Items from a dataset
--------------------------------------------------
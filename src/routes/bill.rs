//! Bill form route handlers

use askama::Template;
use axum::{
    extract::State,
    response::Html,
    routing::post,
    Form, Router,
};
use serde::Deserialize;

use crate::bill::{render_receipt, BillForm};
use crate::error::{AppError, Result};
use crate::tariff::{compute_bill, Category};
use crate::AppState;

const PRINT_ERROR: &str = "Error printing document";
const PRINT_SENT: &str = "Bill sent to printer";

/// Fields posted by every button on the bill page
#[derive(Debug, Default, Deserialize)]
pub struct BillPageForm {
    #[serde(default)]
    pub name: String,
    #[serde(default)]
    pub account: String,
    #[serde(default)]
    pub category: String,
    #[serde(default)]
    pub units: String,
    /// Bill text currently on display
    #[serde(default)]
    pub result: String,
}

impl BillPageForm {
    fn bill_form(&self) -> BillForm {
        BillForm {
            name: self.name.clone(),
            account: self.account.clone(),
            category: self.category.clone(),
            units: self.units.clone(),
        }
    }
}

/// Option in the customer type selector
struct CategoryOption {
    label: &'static str,
    selected: bool,
}

/// Bill page template
#[derive(Template)]
#[template(path = "bill/form.html")]
struct BillPageTemplate {
    name: String,
    account: String,
    units: String,
    categories: Vec<CategoryOption>,
    result: String,
    has_result: bool,
    error: String,
    has_error: bool,
    notice: String,
    has_notice: bool,
}

impl BillPageTemplate {
    fn new(form: &BillPageForm, selected: Category) -> Self {
        Self {
            name: form.name.clone(),
            account: form.account.clone(),
            units: form.units.clone(),
            categories: Category::ALL
                .into_iter()
                .map(|c| CategoryOption {
                    label: c.label(),
                    selected: c == selected,
                })
                .collect(),
            has_result: !form.result.is_empty(),
            result: form.result.clone(),
            error: String::new(),
            has_error: false,
            notice: String::new(),
            has_notice: false,
        }
    }

    fn with_result(mut self, result: String) -> Self {
        self.has_result = !result.is_empty();
        self.result = result;
        self
    }

    fn with_error(mut self, message: impl Into<String>) -> Self {
        self.error = message.into();
        self.has_error = true;
        self
    }

    fn with_notice(mut self, message: impl Into<String>) -> Self {
        self.notice = message.into();
        self.has_notice = true;
        self
    }

    fn into_html(self) -> Result<Html<String>> {
        Ok(Html(self.render()?))
    }
}

/// Routes mounted under `/bill`
pub fn router() -> Router<AppState> {
    Router::new()
        .route("/calculate", post(calculate))
        .route("/reset", post(reset))
        .route("/print", post(print))
}

/// Empty bill form
pub async fn index() -> Result<Html<String>> {
    BillPageTemplate::new(&BillPageForm::default(), Category::default()).into_html()
}

/// Validate the form and show the calculated bill
pub async fn calculate(Form(form): Form<BillPageForm>) -> Result<Html<String>> {
    let input = form.bill_form();
    let page = BillPageTemplate::new(&form, input.category());

    let bill = match input.validate() {
        Ok(bill) => bill,
        Err(e) => {
            tracing::info!("Bill form rejected: {}", e);
            return page.with_error(e.to_string()).into_html();
        }
    };

    let breakdown = compute_bill(bill.units, bill.category);
    tracing::debug!(
        "Calculated bill for account {}: {} units, {} -> total {}",
        bill.account,
        bill.units,
        bill.category,
        breakdown.total
    );

    page.with_result(render_receipt(&bill, &breakdown)).into_html()
}

/// Clear all inputs and the displayed bill
pub async fn reset() -> Result<Html<String>> {
    index().await
}

/// Send the displayed bill to the printer
pub async fn print(
    State(state): State<AppState>,
    Form(form): Form<BillPageForm>,
) -> Result<Html<String>> {
    let page = BillPageTemplate::new(&form, form.bill_form().category());

    let printer = state.printer.clone();
    let document = form.result.clone();
    let outcome = tokio::task::spawn_blocking(move || printer.print(&document))
        .await
        .map_err(|e| AppError::Internal(format!("Print task failed: {}", e)))?;

    match outcome {
        Ok(()) => page.with_notice(PRINT_SENT).into_html(),
        Err(e) => {
            tracing::warn!("Printing failed: {}", e);
            page.with_error(PRINT_ERROR).into_html()
        }
    }
}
--------------------------------------------------
## TASK DIRECTIONS
Read through the entries, then copy every line where the string "total" is found.

## SOLVED PROBLEM
        "Calculated bill for account {}: {} units, {} -> total {}",
        breakdown.total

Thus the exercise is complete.